Work to complete>
Copy every line of the data that includes the string "contains".

----- Entries supplied -----

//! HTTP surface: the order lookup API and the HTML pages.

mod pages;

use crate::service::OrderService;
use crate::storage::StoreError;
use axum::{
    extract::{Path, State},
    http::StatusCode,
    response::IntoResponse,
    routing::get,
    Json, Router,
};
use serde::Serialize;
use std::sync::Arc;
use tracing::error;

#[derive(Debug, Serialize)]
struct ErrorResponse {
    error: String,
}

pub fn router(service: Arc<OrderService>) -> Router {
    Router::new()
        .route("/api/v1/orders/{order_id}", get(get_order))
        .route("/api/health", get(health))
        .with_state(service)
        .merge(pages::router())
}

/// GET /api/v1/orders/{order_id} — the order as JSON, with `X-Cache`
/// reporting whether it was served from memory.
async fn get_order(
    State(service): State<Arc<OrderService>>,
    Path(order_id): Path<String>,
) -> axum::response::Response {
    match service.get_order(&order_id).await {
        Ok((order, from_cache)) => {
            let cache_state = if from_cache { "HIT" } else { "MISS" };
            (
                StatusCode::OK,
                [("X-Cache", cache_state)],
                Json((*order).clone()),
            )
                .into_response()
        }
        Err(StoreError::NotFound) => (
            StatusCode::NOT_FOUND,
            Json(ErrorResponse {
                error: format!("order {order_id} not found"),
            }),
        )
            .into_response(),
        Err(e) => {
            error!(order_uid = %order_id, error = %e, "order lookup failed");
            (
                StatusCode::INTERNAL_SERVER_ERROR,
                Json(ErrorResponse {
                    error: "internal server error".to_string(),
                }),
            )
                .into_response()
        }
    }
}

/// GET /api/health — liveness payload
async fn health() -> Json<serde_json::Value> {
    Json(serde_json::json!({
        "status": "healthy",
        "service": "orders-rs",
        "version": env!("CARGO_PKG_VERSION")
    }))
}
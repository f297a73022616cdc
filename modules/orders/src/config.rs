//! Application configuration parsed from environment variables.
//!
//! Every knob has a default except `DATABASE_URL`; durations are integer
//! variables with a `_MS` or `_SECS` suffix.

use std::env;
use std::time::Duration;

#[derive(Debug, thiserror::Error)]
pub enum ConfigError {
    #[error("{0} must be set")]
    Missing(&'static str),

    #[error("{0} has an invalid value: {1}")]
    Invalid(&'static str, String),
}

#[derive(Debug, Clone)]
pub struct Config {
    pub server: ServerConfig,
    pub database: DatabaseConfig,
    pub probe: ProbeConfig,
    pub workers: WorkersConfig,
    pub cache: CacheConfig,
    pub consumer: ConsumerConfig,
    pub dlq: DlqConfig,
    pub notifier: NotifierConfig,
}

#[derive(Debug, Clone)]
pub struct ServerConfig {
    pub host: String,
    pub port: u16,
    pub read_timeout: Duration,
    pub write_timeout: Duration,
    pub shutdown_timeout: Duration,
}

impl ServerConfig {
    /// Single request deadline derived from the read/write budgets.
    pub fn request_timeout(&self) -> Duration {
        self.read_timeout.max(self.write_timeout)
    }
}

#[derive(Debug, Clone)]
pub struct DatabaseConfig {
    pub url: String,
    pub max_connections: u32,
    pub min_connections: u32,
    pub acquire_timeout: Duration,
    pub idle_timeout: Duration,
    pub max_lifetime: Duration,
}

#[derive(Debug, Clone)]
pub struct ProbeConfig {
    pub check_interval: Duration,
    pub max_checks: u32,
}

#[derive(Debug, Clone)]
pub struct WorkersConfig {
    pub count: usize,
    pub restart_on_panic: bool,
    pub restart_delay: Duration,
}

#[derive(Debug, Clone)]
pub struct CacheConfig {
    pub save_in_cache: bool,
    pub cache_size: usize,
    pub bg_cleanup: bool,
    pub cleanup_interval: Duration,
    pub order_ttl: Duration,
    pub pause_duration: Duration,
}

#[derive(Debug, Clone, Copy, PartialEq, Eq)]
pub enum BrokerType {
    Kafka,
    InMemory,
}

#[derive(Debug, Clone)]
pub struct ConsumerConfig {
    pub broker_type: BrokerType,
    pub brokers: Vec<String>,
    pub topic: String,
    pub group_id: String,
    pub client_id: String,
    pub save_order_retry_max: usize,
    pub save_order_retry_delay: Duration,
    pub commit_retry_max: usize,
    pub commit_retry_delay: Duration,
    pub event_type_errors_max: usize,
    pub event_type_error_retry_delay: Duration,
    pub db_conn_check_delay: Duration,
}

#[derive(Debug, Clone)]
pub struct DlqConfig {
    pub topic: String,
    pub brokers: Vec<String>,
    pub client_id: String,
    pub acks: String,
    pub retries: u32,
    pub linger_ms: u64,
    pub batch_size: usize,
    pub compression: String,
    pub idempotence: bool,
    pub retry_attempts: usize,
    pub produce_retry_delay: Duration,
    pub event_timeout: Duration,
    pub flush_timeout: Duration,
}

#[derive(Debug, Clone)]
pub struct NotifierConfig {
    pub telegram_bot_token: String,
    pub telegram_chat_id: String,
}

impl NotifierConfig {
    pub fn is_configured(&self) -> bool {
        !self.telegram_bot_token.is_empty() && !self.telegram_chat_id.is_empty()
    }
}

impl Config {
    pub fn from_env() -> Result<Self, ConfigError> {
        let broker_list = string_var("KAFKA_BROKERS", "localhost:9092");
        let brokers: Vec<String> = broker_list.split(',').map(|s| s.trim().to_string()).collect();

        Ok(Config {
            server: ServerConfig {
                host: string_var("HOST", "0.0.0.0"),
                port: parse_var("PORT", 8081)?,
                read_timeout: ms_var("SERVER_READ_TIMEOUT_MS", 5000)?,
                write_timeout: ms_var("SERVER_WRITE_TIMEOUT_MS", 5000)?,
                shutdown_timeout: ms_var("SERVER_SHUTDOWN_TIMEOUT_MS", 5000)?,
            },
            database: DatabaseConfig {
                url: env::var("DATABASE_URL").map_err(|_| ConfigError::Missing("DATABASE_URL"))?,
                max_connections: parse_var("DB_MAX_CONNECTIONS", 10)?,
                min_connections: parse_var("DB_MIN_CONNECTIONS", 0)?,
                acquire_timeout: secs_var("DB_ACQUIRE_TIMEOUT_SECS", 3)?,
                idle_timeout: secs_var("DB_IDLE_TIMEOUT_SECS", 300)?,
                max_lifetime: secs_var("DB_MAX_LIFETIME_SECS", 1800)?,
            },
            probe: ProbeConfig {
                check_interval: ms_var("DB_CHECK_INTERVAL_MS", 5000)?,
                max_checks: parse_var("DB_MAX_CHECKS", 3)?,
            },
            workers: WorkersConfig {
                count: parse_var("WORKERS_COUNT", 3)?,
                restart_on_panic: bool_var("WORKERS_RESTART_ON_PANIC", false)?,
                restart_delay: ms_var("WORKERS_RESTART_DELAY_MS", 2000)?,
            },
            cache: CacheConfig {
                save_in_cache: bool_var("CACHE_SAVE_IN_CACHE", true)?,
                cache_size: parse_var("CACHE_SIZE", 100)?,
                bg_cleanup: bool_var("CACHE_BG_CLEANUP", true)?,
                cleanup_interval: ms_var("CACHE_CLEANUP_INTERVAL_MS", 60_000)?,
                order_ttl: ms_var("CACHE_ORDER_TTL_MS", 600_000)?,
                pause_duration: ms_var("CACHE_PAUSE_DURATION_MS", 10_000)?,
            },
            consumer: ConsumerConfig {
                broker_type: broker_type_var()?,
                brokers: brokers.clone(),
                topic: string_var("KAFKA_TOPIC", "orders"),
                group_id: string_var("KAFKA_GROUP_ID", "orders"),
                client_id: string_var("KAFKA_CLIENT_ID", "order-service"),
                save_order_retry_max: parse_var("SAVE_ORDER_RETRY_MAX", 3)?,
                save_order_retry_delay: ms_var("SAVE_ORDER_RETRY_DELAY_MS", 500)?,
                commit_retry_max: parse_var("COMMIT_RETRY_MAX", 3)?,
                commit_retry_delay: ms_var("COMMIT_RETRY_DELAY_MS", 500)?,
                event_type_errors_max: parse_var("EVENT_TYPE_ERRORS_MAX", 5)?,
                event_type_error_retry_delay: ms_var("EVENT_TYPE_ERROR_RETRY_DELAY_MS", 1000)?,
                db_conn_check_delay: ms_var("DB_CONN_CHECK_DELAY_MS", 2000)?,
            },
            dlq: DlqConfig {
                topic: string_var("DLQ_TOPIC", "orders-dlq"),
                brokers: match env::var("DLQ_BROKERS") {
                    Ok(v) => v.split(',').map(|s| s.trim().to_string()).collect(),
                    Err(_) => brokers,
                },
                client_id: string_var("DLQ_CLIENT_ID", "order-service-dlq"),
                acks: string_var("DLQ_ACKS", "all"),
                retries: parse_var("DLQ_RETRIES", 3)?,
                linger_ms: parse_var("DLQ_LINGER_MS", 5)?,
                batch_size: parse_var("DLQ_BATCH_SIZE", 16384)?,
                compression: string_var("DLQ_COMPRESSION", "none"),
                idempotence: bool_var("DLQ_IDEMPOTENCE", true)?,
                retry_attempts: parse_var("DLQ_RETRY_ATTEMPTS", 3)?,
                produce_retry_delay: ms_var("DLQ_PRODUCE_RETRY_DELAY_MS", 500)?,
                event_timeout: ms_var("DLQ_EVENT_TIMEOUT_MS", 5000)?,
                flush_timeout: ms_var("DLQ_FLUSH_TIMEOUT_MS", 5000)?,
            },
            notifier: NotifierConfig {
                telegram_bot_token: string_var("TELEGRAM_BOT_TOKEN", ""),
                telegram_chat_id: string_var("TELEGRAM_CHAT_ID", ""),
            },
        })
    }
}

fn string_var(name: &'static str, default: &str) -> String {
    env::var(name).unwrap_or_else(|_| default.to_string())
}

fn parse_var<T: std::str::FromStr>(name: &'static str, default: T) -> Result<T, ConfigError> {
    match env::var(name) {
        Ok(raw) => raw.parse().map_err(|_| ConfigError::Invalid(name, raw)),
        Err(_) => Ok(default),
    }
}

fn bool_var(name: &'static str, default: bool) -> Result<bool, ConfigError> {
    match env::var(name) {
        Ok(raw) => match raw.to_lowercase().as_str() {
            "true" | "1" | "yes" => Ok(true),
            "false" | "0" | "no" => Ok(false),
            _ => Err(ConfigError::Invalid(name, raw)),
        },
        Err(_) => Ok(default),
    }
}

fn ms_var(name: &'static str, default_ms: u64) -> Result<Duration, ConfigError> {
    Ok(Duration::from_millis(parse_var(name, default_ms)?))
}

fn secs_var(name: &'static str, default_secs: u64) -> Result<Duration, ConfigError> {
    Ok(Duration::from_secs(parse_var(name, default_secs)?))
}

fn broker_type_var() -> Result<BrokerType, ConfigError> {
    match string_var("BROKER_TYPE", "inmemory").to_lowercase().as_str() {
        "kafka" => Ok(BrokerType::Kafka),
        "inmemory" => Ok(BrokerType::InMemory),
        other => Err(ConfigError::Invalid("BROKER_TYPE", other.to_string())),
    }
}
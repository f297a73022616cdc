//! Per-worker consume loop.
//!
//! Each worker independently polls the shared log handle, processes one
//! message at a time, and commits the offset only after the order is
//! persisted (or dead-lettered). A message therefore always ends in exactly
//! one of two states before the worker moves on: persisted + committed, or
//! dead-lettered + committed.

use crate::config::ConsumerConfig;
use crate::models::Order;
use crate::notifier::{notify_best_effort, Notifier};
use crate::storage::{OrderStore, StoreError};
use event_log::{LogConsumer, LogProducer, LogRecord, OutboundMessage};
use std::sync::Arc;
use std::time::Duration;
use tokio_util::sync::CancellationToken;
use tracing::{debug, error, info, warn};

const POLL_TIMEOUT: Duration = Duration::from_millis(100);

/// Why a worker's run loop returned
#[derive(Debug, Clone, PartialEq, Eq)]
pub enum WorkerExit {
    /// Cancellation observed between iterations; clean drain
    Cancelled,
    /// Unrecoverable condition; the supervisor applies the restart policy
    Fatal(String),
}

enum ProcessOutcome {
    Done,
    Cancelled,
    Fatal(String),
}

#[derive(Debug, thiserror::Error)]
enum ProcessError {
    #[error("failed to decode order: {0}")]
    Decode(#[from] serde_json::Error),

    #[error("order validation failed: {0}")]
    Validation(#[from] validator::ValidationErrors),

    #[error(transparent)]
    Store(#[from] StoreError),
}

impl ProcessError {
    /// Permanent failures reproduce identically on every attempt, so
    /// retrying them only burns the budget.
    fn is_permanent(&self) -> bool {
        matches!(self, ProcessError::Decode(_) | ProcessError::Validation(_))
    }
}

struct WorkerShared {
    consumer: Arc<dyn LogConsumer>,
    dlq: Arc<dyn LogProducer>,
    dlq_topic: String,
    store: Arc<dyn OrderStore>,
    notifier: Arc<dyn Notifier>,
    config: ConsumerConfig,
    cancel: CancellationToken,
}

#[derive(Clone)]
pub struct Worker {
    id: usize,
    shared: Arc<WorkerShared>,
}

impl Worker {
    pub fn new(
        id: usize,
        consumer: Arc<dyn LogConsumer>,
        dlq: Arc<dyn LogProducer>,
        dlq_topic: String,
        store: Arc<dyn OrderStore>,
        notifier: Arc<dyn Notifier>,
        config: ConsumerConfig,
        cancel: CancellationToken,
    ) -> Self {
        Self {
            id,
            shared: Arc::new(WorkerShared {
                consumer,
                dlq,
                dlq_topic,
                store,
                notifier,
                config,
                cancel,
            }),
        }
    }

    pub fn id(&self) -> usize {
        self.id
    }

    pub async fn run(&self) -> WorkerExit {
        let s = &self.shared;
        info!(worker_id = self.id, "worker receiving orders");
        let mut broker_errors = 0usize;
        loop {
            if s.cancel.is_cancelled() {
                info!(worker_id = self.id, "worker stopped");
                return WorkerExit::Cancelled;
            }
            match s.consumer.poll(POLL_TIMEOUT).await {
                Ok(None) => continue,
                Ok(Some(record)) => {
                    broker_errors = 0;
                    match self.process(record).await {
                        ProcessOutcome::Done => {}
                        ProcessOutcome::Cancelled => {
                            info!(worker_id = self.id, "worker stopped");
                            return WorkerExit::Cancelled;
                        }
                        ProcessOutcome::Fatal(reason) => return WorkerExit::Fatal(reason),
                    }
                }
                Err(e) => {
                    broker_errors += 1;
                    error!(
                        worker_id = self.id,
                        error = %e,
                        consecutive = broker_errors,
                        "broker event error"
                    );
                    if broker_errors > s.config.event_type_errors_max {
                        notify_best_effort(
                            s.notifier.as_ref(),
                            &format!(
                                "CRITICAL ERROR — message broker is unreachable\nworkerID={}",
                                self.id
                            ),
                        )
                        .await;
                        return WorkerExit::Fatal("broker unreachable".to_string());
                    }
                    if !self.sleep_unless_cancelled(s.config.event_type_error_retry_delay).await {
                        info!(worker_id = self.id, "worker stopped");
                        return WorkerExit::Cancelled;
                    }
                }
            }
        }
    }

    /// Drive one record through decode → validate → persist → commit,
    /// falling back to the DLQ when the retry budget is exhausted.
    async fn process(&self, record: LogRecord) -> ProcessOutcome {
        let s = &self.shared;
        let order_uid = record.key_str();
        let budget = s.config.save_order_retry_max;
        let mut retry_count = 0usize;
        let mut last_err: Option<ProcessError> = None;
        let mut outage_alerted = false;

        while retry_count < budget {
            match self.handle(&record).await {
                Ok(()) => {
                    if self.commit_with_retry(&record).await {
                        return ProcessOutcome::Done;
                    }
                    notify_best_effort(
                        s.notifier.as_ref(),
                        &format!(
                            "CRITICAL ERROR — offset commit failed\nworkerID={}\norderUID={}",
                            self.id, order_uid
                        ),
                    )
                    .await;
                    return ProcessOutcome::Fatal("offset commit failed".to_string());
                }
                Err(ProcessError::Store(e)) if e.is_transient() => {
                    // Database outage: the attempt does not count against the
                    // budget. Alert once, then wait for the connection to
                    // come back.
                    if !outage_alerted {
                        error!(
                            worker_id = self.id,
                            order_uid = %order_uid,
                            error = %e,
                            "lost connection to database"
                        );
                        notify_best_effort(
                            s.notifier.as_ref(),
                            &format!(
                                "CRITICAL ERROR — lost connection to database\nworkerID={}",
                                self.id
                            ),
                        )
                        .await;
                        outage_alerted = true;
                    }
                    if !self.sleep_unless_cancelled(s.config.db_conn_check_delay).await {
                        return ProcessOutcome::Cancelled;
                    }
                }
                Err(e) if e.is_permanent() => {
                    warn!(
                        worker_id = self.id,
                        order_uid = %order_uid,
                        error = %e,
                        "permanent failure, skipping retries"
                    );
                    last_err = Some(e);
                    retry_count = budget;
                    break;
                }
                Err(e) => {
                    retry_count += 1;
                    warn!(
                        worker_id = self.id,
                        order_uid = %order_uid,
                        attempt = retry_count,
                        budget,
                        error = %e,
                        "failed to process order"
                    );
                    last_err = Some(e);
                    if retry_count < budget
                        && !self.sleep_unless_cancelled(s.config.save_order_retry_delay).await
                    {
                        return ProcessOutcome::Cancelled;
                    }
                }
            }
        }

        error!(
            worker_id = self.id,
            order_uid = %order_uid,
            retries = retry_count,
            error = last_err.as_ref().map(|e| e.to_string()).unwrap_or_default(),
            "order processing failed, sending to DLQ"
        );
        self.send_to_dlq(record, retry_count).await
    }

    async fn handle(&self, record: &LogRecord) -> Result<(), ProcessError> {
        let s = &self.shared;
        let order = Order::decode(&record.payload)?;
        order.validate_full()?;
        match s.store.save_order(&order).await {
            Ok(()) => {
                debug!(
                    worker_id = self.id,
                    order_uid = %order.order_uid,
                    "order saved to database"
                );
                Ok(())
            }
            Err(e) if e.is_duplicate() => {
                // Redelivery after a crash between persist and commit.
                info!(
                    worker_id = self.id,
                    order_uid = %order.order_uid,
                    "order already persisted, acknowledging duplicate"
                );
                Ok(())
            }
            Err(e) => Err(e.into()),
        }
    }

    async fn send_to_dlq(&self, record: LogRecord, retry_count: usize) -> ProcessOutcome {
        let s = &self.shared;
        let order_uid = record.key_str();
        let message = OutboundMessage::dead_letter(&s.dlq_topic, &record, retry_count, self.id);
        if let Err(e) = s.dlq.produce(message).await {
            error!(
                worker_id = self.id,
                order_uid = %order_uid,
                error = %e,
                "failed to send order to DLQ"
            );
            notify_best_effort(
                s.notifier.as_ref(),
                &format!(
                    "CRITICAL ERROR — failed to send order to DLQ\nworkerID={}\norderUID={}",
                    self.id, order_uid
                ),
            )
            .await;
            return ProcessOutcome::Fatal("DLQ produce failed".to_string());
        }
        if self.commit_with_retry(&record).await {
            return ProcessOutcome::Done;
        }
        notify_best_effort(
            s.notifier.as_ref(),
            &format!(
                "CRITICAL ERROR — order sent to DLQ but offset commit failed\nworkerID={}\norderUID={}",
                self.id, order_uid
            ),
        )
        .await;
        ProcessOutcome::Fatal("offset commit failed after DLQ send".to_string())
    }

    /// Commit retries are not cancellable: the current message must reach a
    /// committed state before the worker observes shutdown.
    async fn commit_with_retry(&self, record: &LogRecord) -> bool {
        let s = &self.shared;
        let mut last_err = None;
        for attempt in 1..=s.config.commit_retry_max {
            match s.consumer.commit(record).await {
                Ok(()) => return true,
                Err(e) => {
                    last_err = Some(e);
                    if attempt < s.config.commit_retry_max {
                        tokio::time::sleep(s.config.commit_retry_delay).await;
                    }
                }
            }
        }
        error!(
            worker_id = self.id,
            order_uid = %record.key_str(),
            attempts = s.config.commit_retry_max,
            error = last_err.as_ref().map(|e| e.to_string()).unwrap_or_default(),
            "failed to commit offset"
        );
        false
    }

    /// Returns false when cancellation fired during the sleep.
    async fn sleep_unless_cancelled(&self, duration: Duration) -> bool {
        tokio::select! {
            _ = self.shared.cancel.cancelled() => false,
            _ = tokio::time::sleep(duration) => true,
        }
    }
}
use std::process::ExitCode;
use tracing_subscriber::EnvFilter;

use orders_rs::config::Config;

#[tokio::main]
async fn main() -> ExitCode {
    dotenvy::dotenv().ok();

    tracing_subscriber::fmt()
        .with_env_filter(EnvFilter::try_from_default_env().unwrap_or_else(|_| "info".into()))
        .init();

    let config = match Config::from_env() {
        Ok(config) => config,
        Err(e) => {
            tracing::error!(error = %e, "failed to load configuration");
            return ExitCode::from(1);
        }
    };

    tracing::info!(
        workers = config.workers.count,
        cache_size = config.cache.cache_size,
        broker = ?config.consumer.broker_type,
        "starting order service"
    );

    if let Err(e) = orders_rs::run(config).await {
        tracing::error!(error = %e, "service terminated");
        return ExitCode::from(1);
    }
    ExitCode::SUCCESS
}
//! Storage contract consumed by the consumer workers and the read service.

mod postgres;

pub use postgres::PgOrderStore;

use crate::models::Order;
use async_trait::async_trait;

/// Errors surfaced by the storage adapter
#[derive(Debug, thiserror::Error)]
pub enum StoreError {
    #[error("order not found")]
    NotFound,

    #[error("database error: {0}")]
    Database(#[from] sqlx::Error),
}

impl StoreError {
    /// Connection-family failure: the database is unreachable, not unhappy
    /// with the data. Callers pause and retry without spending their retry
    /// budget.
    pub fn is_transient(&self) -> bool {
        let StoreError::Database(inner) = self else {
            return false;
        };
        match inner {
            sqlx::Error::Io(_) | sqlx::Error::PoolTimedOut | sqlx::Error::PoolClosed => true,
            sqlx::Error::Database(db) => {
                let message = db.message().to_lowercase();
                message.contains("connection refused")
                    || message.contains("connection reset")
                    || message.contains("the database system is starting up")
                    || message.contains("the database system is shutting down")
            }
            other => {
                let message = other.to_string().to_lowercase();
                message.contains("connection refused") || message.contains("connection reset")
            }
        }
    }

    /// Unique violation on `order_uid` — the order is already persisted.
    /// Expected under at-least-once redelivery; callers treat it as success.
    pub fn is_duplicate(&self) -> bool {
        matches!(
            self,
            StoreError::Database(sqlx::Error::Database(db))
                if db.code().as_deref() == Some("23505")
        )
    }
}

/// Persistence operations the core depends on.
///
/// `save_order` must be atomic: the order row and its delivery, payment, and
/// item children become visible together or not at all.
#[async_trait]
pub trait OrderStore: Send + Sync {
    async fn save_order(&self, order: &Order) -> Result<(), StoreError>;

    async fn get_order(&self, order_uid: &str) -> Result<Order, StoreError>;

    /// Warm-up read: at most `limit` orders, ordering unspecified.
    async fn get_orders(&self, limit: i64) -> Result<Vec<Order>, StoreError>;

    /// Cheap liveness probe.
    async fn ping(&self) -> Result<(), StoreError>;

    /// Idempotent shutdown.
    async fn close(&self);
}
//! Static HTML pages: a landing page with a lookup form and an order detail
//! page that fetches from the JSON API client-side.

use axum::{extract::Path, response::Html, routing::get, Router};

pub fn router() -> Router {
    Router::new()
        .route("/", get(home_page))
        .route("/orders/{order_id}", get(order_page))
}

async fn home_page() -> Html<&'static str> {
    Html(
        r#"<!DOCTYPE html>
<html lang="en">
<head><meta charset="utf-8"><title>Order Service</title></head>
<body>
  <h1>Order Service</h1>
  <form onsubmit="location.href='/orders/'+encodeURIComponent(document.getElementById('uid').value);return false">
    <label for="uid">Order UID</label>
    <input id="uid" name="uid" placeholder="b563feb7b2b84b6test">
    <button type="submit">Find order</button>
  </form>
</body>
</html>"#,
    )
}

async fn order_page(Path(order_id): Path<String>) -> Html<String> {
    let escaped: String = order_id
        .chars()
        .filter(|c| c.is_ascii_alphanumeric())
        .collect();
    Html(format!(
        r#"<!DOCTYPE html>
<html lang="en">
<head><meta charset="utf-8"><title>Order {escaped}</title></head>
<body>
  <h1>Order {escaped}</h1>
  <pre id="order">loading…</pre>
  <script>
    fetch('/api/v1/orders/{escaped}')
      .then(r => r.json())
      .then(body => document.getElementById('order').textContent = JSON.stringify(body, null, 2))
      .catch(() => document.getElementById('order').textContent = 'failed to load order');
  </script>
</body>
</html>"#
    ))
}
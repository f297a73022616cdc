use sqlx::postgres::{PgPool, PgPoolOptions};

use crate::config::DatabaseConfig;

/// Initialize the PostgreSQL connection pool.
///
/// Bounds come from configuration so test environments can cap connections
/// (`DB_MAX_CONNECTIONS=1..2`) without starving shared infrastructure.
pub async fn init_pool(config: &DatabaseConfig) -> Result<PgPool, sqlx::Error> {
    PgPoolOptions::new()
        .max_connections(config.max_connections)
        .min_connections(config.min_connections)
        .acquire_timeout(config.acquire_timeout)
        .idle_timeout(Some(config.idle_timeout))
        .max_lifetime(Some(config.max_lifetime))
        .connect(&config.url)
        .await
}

-----

Answer section>
                message.contains("connection refused")
                    || message.contains("connection reset")
                    || message.contains("the database system is starting up")
                    || message.contains("the database system is shutting down")
                message.contains("connection refused") || message.contains("connection reset")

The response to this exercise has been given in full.